--- START ---

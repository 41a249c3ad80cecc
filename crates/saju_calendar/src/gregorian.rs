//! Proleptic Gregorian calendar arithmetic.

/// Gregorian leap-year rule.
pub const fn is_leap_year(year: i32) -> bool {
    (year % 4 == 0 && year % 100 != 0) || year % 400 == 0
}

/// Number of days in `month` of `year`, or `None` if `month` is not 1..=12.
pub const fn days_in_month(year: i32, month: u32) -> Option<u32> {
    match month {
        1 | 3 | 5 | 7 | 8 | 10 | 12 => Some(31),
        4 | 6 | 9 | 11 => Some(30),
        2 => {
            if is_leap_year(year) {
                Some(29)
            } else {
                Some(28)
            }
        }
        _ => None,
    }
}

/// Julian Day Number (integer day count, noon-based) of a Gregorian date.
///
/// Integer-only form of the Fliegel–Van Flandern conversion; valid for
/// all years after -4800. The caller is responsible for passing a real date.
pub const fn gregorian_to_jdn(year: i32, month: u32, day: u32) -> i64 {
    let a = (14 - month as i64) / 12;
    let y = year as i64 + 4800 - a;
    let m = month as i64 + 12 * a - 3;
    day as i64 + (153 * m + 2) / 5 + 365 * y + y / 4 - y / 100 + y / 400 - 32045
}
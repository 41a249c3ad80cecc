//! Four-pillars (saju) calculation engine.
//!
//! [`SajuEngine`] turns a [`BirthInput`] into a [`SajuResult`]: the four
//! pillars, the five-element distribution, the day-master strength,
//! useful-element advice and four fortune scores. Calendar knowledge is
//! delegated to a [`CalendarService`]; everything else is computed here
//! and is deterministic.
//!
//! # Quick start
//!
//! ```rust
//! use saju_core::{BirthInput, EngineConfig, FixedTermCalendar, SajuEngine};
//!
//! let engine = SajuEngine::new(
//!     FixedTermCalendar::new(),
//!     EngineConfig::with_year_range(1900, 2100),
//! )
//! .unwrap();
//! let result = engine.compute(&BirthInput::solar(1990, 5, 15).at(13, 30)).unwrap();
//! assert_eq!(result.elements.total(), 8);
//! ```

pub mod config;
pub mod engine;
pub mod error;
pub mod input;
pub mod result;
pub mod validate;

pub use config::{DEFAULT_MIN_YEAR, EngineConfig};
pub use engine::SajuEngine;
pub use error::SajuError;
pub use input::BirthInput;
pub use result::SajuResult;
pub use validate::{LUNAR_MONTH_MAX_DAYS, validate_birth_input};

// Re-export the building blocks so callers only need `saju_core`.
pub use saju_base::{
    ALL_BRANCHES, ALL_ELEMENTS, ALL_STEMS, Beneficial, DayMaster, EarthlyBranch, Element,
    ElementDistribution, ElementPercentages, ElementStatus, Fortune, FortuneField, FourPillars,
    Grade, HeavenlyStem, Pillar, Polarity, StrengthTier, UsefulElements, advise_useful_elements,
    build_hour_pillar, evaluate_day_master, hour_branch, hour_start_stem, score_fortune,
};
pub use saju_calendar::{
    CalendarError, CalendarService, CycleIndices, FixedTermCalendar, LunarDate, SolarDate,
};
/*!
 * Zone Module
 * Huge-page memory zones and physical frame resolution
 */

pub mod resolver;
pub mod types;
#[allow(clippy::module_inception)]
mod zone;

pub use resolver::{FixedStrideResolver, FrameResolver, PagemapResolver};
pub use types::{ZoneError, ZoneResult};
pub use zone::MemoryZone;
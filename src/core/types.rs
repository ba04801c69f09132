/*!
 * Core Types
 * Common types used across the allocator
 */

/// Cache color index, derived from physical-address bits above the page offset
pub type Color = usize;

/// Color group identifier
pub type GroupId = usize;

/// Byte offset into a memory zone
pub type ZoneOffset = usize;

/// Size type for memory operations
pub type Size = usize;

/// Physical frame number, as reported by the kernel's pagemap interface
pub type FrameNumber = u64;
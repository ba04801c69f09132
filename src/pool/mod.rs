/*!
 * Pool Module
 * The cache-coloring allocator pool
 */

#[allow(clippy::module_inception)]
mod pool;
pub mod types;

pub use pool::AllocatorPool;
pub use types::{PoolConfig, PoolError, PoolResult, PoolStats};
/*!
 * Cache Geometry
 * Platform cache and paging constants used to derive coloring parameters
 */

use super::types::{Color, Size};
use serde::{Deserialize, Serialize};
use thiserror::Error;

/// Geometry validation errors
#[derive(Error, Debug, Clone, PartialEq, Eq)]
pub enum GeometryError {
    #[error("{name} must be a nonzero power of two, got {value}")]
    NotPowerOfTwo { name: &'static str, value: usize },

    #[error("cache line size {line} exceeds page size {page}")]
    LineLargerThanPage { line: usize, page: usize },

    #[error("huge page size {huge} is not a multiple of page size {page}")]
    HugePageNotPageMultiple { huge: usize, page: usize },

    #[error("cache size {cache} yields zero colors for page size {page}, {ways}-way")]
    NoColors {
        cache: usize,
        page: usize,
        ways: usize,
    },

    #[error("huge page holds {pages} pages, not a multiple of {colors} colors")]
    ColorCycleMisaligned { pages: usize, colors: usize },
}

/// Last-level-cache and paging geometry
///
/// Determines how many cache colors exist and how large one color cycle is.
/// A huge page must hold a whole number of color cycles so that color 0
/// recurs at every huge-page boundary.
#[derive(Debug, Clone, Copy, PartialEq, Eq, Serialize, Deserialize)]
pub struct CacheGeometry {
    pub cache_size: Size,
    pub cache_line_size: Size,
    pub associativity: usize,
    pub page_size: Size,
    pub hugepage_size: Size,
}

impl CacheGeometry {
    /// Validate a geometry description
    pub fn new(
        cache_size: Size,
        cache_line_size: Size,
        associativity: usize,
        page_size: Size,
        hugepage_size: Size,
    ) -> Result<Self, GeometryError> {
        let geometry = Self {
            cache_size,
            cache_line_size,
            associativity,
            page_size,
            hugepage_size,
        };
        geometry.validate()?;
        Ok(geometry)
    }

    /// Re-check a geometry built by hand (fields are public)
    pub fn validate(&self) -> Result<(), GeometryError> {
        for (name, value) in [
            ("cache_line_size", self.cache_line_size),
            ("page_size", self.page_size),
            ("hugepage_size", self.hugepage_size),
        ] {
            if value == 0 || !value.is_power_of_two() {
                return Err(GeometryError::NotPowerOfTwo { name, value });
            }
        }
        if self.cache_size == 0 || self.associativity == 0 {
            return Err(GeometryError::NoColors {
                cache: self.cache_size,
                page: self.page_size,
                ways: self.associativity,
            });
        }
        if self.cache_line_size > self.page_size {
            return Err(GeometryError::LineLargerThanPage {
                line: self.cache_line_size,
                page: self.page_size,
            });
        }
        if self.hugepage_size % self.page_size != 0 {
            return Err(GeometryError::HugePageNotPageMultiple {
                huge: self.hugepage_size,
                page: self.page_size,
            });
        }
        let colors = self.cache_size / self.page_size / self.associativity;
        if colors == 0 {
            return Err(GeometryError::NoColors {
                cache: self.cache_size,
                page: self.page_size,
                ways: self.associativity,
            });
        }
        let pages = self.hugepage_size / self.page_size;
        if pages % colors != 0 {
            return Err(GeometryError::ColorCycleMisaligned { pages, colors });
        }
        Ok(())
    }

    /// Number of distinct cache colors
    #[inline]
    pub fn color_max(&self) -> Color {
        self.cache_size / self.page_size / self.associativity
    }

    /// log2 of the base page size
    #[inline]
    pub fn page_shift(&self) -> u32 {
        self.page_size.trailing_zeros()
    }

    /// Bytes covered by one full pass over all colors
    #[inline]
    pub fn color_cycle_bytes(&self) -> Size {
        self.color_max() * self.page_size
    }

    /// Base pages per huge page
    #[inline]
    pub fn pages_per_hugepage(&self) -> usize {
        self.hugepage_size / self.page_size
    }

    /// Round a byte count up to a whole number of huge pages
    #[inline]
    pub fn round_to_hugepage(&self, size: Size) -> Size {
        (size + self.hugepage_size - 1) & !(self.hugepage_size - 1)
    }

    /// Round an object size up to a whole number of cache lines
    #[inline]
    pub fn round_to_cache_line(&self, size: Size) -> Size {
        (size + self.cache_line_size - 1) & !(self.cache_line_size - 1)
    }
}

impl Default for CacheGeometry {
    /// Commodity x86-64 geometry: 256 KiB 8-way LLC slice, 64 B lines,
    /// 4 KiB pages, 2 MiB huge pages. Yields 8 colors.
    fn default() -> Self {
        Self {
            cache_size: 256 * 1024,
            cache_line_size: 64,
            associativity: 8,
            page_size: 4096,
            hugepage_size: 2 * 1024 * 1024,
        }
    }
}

--- END ---

Each line of the material with the word "FixedTermCalendar" in it should be listed.

//! use saju_core::{BirthInput, EngineConfig, FixedTermCalendar, SajuEngine};
//!     FixedTermCalendar::new(),
    CalendarError, CalendarService, CycleIndices, FixedTermCalendar, LunarDate, SolarDate,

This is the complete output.